ЕГЭ по английскому языку (аудирование №8: детальное понимание текста)

7 cards
, 21 answers
  • Вы услышите рассказ о первом годе работы молодого учителя. В заданиях А8–А14 обведите цифру 1, 2 или 3, соответствующую выбранному вами варианту ответа. Вы услышите запись дважды.
    • First year teacher
      First year teacher

      In the last semester of college, I married. I was poor and had no car; so I rode a bicycle and carried my wife on the handlebars. By the end of college, it was clear we were going to have a baby, so I needed to find a job soon and postpone my graduate program at the University for better times. I took a job in another state in a town I’d never seen or heard of, because it paid more than any other teaching position I could find.

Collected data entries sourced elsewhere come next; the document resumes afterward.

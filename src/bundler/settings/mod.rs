//! Configuration structures for finalization runs.
//!
//! [`Settings`] is built once from the packaging manifest and passed by
//! reference through every stage. Nothing in here is mutated after
//! [`SettingsBuilder::build`] returns.

#![allow(dead_code)] // Public API - Settings structs preserve all fields for external consumers

mod arch;
mod builder;
mod bundle;
mod core;
mod linux;
mod macos;
mod package;
mod target;
mod windows;

// Re-export all public types
pub use arch::Arch;
pub use builder::SettingsBuilder;
pub use bundle::BundleSettings;
pub use core::Settings;
pub use linux::{LinuxSettings, PermissionRemap};
pub use macos::{
    DmgSettings, LibrarySettings, MacOsSettings, NestedBundleSettings, RelinkSettings,
    RetrySettings, SharedResourceSettings,
};
pub use package::PackageSettings;
pub use target::{PackagingTarget, Platform};
pub use windows::{NSISInstallerMode, NsisCompression, NsisSettings, WindowsSettings};
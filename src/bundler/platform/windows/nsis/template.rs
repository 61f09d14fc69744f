//! Built-in NSIS installer template.
//!
//! Custom templates (configured per product) must carry every placeholder in
//! [`REQUIRED_PLACEHOLDERS`].

/// Placeholders every installer template has to reference.
pub const REQUIRED_PLACEHOLDERS: &[&str] = &[
    "version_defines",
    "source_root",
    "install_files",
    "delete_files",
];

/// Default Modern UI installer script.
pub const NSI_TEMPLATE: &str = r#"Unicode true
SetCompressor /SOLID {{compression}}
RequestExecutionLevel admin

{{{version_defines}}}

!define SOURCE_ROOT "{{source_root}}"
!define PUBLISHER "{{publisher}}"

{{{inst_vars}}}

!define MULTIUSER_EXECUTIONLEVEL Highest
!define MULTIUSER_INSTALLMODE_INSTDIR "${INSTNAME}"
!define MULTIUSER_MUI
{{#if per_machine}}
!define MULTIUSER_INSTALLMODE_DEFAULT_ALLUSERS
{{/if}}
{{{program_files}}}
!include MultiUser.nsh
!include MUI2.nsh

VIProductVersion "{{version_nsis}}"
VIAddVersionKey "ProductName" "${SHORTCUT}"
VIAddVersionKey "CompanyName" "${PUBLISHER}"
VIAddVersionKey "FileVersion" "${VERSION_LONG}"
VIAddVersionKey "ProductVersion" "${VERSION_LONG}"

!insertmacro MUI_PAGE_DIRECTORY
!insertmacro MUI_PAGE_INSTFILES
!insertmacro MUI_UNPAGE_CONFIRM
!insertmacro MUI_UNPAGE_INSTFILES
!insertmacro MUI_LANGUAGE "English"

Function .onInit
    !insertmacro MULTIUSER_INIT
FunctionEnd

Function un.onInit
    !insertmacro MULTIUSER_UNINIT
FunctionEnd

Section "Install"
    {{{engage_registry}}}

{{{install_files}}}

    SetOutPath "$INSTDIR"
    WriteUninstaller "$INSTDIR\uninst.exe"
    CreateDirectory "$SMPROGRAMS\${SHORTCUT}"
    CreateShortCut "$SMPROGRAMS\${SHORTCUT}\${SHORTCUT}.lnk" "$INSTDIR\${VIEWER_EXE}"
    WriteRegStr SHCTX "Software\${PUBLISHER}\${INSTNAME}" "" "$INSTDIR"
    WriteRegStr SHCTX "Software\${PUBLISHER}\${INSTNAME}" "Version" "${VERSION_REGISTRY}"
    WriteRegStr SHCTX "Software\Microsoft\Windows\CurrentVersion\Uninstall\${INSTNAME}" "DisplayName" "${SHORTCUT}"
    WriteRegStr SHCTX "Software\Microsoft\Windows\CurrentVersion\Uninstall\${INSTNAME}" "DisplayVersion" "${VERSION_LONG}"
    WriteRegStr SHCTX "Software\Microsoft\Windows\CurrentVersion\Uninstall\${INSTNAME}" "Publisher" "${PUBLISHER}"
    WriteRegStr SHCTX "Software\Microsoft\Windows\CurrentVersion\Uninstall\${INSTNAME}" "UninstallString" "$\"$INSTDIR\uninst.exe$\""
SectionEnd

Section "Uninstall"
    {{{engage_registry}}}

{{{delete_files}}}

    Delete "$INSTDIR\uninst.exe"
    RMDir "$INSTDIR"
    Delete "$SMPROGRAMS\${SHORTCUT}\${SHORTCUT}.lnk"
    RMDir "$SMPROGRAMS\${SHORTCUT}"
    DeleteRegKey SHCTX "Software\${PUBLISHER}\${INSTNAME}"
    DeleteRegKey SHCTX "Software\Microsoft\Windows\CurrentVersion\Uninstall\${INSTNAME}"
SectionEnd
"#;
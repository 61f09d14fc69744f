//! Builder for constructing Settings.

use super::{BundleSettings, PackageSettings, PackagingTarget, Settings};
use crate::bundler::Error;
use std::path::{Path, PathBuf};

/// Builder for constructing [`Settings`].
///
/// # Examples
///
/// ```no_run
/// use kodegen_bundler_finalize::bundler::{
///     Arch, PackageSettings, PackagingTarget, Platform, SettingsBuilder,
/// };
///
/// # fn example() -> kodegen_bundler_finalize::bundler::Result<()> {
/// let settings = SettingsBuilder::new()
///     .target(PackagingTarget::new(Platform::Windows, Arch::X86_64))
///     .staged_root("build/packaged")
///     .package_settings(PackageSettings {
///         product_name: "Kodegen Viewer".into(),
///         version: "7.1.2.500".into(),
///         ..Default::default()
///     })
///     .build()?;
/// # Ok(())
/// # }
/// ```
#[derive(Default)]
pub struct SettingsBuilder {
    package_settings: Option<PackageSettings>,
    bundle_settings: BundleSettings,
    target: Option<PackagingTarget>,
    staged_root: Option<PathBuf>,
    source_root: Option<PathBuf>,
    project_out_directory: Option<PathBuf>,
}

impl SettingsBuilder {
    /// Creates a new settings builder.
    pub fn new() -> Self {
        Default::default()
    }

    /// Sets package metadata.
    ///
    /// # Required
    ///
    /// This field is required for building.
    pub fn package_settings(mut self, settings: PackageSettings) -> Self {
        self.package_settings = Some(settings);
        self
    }

    /// Sets per-platform configuration.
    ///
    /// Default: Empty [`BundleSettings`]
    pub fn bundle_settings(mut self, settings: BundleSettings) -> Self {
        self.bundle_settings = settings;
        self
    }

    /// Sets the packaging target.
    ///
    /// # Required
    ///
    /// This field is required for building.
    pub fn target(mut self, target: PackagingTarget) -> Self {
        self.target = Some(target);
        self
    }

    /// Sets the staged tree root.
    ///
    /// # Required
    ///
    /// This field is required for building.
    pub fn staged_root<P: AsRef<Path>>(mut self, path: P) -> Self {
        self.staged_root = Some(path.as_ref().to_path_buf());
        self
    }

    /// Sets the source root for templates and assets.
    ///
    /// Default: current directory
    pub fn source_root<P: AsRef<Path>>(mut self, path: P) -> Self {
        self.source_root = Some(path.as_ref().to_path_buf());
        self
    }

    /// Sets the artifact output directory.
    ///
    /// Default: parent of the staged root
    pub fn project_out_directory<P: AsRef<Path>>(mut self, path: P) -> Self {
        self.project_out_directory = Some(path.as_ref().to_path_buf());
        self
    }

    /// Builds the settings.
    ///
    /// # Errors
    ///
    /// Returns [`Error::Configuration`] if a required field is missing or the
    /// package metadata is empty.
    pub fn build(self) -> crate::bundler::Result<Settings> {
        let package = self
            .package_settings
            .ok_or_else(|| Error::Configuration("package_settings is required".into()))?;
        let target = self
            .target
            .ok_or_else(|| Error::Configuration("target is required".into()))?;
        let staged_root = self
            .staged_root
            .ok_or_else(|| Error::Configuration("staged_root is required".into()))?;

        if package.product_name.trim().is_empty() {
            return Err(Error::Configuration("product_name must not be empty".into()));
        }
        if package.version.split('.').any(|part| part.is_empty()) {
            return Err(Error::Configuration(format!(
                "version {:?} is not a dotted version",
                package.version
            )));
        }

        let source_root = self.source_root.unwrap_or_else(|| PathBuf::from("."));
        let project_out_directory = self.project_out_directory.unwrap_or_else(|| {
            staged_root
                .parent()
                .map(Path::to_path_buf)
                .unwrap_or_else(|| PathBuf::from("."))
        });

        Ok(Settings::new(
            package,
            self.bundle_settings,
            target,
            staged_root,
            source_root,
            project_out_directory,
        ))
    }
}
//! Filling the mounted volume: the application bundle, decorative assets
//! and the drag-to-install alias.
//!
//! Finder layout (background, icon positions) comes from a prebuilt
//! `.DS_Store` in the template directory, which is why the volume name must
//! stay fixed.

use crate::bundler::{
    error::Result,
    settings::Settings,
    utils::{fs, process},
};
use std::ffi::OsStr;
use std::path::{Path, PathBuf};

/// Decorative assets: template file name and name on the volume.
pub const DECORATIVE_ASSETS: &[(&str, &str)] = &[
    ("_VolumeIcon.icns", ".VolumeIcon.icns"),
    ("background.jpg", "background.jpg"),
    ("_DS_Store", ".DS_Store"),
];

/// Name of the drag target on the volume.
pub const APPLICATIONS_ALIAS: &str = "Applications";

/// Template directory for this run, falling back when the configured one
/// does not exist.
pub fn template_dir(settings: &Settings) -> PathBuf {
    let dmg = &settings.bundle_settings().dmg;
    let configured = settings.source_path_of(&dmg.template_dir);
    if configured.is_dir() {
        configured
    } else {
        log::debug!(
            "{} not found, using {}",
            configured.display(),
            dmg.fallback_template_dir.display()
        );
        settings.source_path_of(&dmg.fallback_template_dir)
    }
}

/// Copies the app bundle and decorative assets into `volume` and sets
/// their Finder attributes. Returns the app bundle's path on the volume.
pub async fn populate_volume(settings: &Settings, volume: &Path) -> Result<PathBuf> {
    let app = settings.app_bundle_path();
    let app_in_volume = volume.join(format!("{}.app", settings.app_name()));
    log::info!("Copying {} to {}", app.display(), volume.display());
    fs::copy_dir(&app, &app_in_volume).await?;

    let template = template_dir(settings);
    for (source_name, volume_name) in DECORATIVE_ASSETS {
        let source = template.join(source_name);
        if !source.is_file() {
            log::info!("Skipping {} (not in template)", source.display());
            continue;
        }
        let destination = volume.join(volume_name);
        fs::copy_file(&source, &destination).await?;
        set_file_attributes("V", &destination).await?;
    }

    let alias_resource = match &settings.bundle_settings().dmg.alias_resource {
        Some(resource) => settings.source_path_of(resource),
        None => settings
            .source_path_of(&settings.bundle_settings().dmg.fallback_template_dir)
            .join("Applications-alias.r"),
    };
    let alias = volume.join(APPLICATIONS_ALIAS);
    process::run_tool(
        "dmg",
        "Rez",
        [alias_resource.as_os_str(), OsStr::new("-o"), alias.as_os_str()],
    )
    .await?;
    set_file_attributes("AC", &alias).await?;
    set_file_attributes("C", volume).await?;

    log::info!("✓ Populated volume {}", volume.display());
    Ok(app_in_volume)
}

/// Sets Finder attribute bits with `SetFile -a`.
async fn set_file_attributes(attributes: &str, path: &Path) -> Result<()> {
    process::run_tool(
        "dmg",
        "SetFile",
        [OsStr::new("-a"), OsStr::new(attributes), path.as_os_str()],
    )
    .await?;
    Ok(())
}
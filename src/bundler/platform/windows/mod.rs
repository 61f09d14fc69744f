//! Windows finalization.

pub mod nsis;
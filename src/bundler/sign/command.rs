//! Signing through a configured external command, used for Windows
//! executables.

use super::{CodeSigner, SignOutcome, SignRequest};
use crate::bundler::{error::Error, utils::process};
use std::ffi::OsString;
use std::path::PathBuf;

/// Runs `[interpreter] command <target>` for every request.
///
/// A non-zero exit is treated as transient; a command that cannot be
/// spawned is fatal.
#[derive(Clone, Debug)]
pub struct CommandSigner {
    command: PathBuf,
    interpreter: Option<PathBuf>,
}

impl CommandSigner {
    /// Creates a signer for `command`, optionally run by `interpreter`.
    pub fn new(command: impl Into<PathBuf>, interpreter: Option<PathBuf>) -> Self {
        Self {
            command: command.into(),
            interpreter,
        }
    }

    fn invocation(&self, request: &SignRequest) -> (OsString, Vec<OsString>) {
        let target = request.target.clone().into_os_string();
        match &self.interpreter {
            Some(interpreter) => (
                interpreter.clone().into_os_string(),
                vec![self.command.clone().into_os_string(), target],
            ),
            None => (self.command.clone().into_os_string(), vec![target]),
        }
    }
}

impl CodeSigner for CommandSigner {
    async fn sign(&self, request: &SignRequest) -> SignOutcome {
        let (program, args) = self.invocation(request);
        match process::run_tool("sign", program, args).await {
            Ok(_) => SignOutcome::Success,
            Err(Error::ExternalTool { stderr, status, .. }) => {
                SignOutcome::TransientFailure(format!("{}: {}", status, stderr))
            }
            Err(e) => SignOutcome::FatalFailure(e.to_string()),
        }
    }
}
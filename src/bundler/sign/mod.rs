//! Code signing with bounded retry.
//!
//! Signing tools fail intermittently (a busy timestamp service, keychain
//! lock contention). [`SigningPipeline`] retries those transient failures
//! with a doubling backoff and gives up after a fixed number of attempts.
//! Fatal failures (missing identity, malformed entitlements) abort at once.
//!
//! Targets are signed in plan order: every plain (shallow) target before any
//! deep one, since a bundle's seal covers its already signed contents.

mod codesign;
mod command;
mod pipeline;

pub use codesign::{Codesign, notarize, unlock_keychain, verify_gatekeeper};
pub use command::CommandSigner;
pub use pipeline::{MAX_SIGN_ATTEMPTS, RetryPolicy, SigningAttempt, SigningPipeline};

use std::path::PathBuf;

/// How a target is signed.
#[derive(Clone, Copy, Debug, Eq, PartialEq)]
pub enum SignMode {
    /// Only the target itself.
    Plain,
    /// The target and the nested code it contains, with entitlements and
    /// the hardened runtime.
    Deep,
}

/// One target handed to a signer.
#[derive(Clone, Debug, Eq, PartialEq)]
pub struct SignRequest {
    /// File or bundle to sign.
    pub target: PathBuf,
    /// Signing mode.
    pub mode: SignMode,
}

impl SignRequest {
    /// A plain signing request.
    pub fn plain(target: impl Into<PathBuf>) -> Self {
        Self {
            target: target.into(),
            mode: SignMode::Plain,
        }
    }

    /// A deep signing request.
    pub fn deep(target: impl Into<PathBuf>) -> Self {
        Self {
            target: target.into(),
            mode: SignMode::Deep,
        }
    }
}

/// Result of a single signing attempt.
#[derive(Clone, Debug, Eq, PartialEq)]
pub enum SignOutcome {
    /// The target is signed.
    Success,
    /// Worth retrying.
    TransientFailure(String),
    /// Retrying cannot help.
    FatalFailure(String),
}

/// A signing tool.
#[allow(async_fn_in_trait)]
pub trait CodeSigner {
    /// Makes one attempt at signing `request.target`.
    async fn sign(&self, request: &SignRequest) -> SignOutcome;
}

/// Ordered signing targets.
#[derive(Clone, Debug, Default)]
pub struct SignPlan {
    plain: Vec<PathBuf>,
    deep: Vec<PathBuf>,
}

impl SignPlan {
    /// An empty plan.
    pub fn new() -> Self {
        Self::default()
    }

    /// Adds a target signed shallowly.
    pub fn plain(mut self, target: impl Into<PathBuf>) -> Self {
        self.plain.push(target.into());
        self
    }

    /// Adds a target signed deeply.
    pub fn deep(mut self, target: impl Into<PathBuf>) -> Self {
        self.deep.push(target.into());
        self
    }

    /// Requests in signing order: all plain targets, then all deep ones.
    pub fn requests(&self) -> Vec<SignRequest> {
        self.plain
            .iter()
            .map(SignRequest::plain)
            .chain(self.deep.iter().map(SignRequest::deep))
            .collect()
    }
}
//! Per-platform configuration container.

use super::{DmgSettings, LinuxSettings, MacOsSettings, WindowsSettings};

/// Per-platform configuration.
///
/// Only the section matching the selected target is consulted.
///
/// # Configuration
///
/// ```toml
/// publisher = "Kodegen Labs"
///
/// [macos]
/// signing_identity = "Developer ID Application: Kodegen Labs"
///
/// [dmg]
/// megabytes = 1300
///
/// [windows.nsis]
/// install_mode = "perMachine"
///
/// [linux]
/// strip_dirs = ["bin", "lib"]
/// ```
#[derive(Debug, Clone, Default, serde::Deserialize)]
pub struct BundleSettings {
    /// Publisher/company name.
    ///
    /// Default: None
    #[serde(default)]
    pub publisher: Option<String>,

    /// macOS bundle, relink and signing settings.
    #[serde(default)]
    pub macos: MacOsSettings,

    /// Disk image settings.
    #[serde(default)]
    pub dmg: DmgSettings,

    /// Windows installer settings.
    #[serde(default)]
    pub windows: WindowsSettings,

    /// Linux archive settings.
    #[serde(default)]
    pub linux: LinuxSettings,
}
//! Filesystem, link and external process helpers shared by every stage.

pub mod fs;
pub mod link;
pub mod process;

pub use link::{LinkPolicy, SymlinkRecord, check_link_chain, link_to, resolve_relative, symlink_relative};
pub use process::{run_tool, run_tool_in};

      It turned out to be a tiny village of 1300 that once was a lumber town with the largest sawmill in the world. Now there was not a tree in sight, the low wet lands had been drained, and the region produced soybeans and cotton. The school where I would teach had only sixteen teachers for grades one through twelve. That meant we had to teach many courses. My college degree was in history, but they already had a history teacher, so I taught geography, general math, algebra I, algebra II, trigonometry, and physics. That was a challenge! Thank Lord I’ve been keen on maths since junior high school and later had a chance of getting more training in this area while temporarily studying Electrical Engineering at the US Naval Academy.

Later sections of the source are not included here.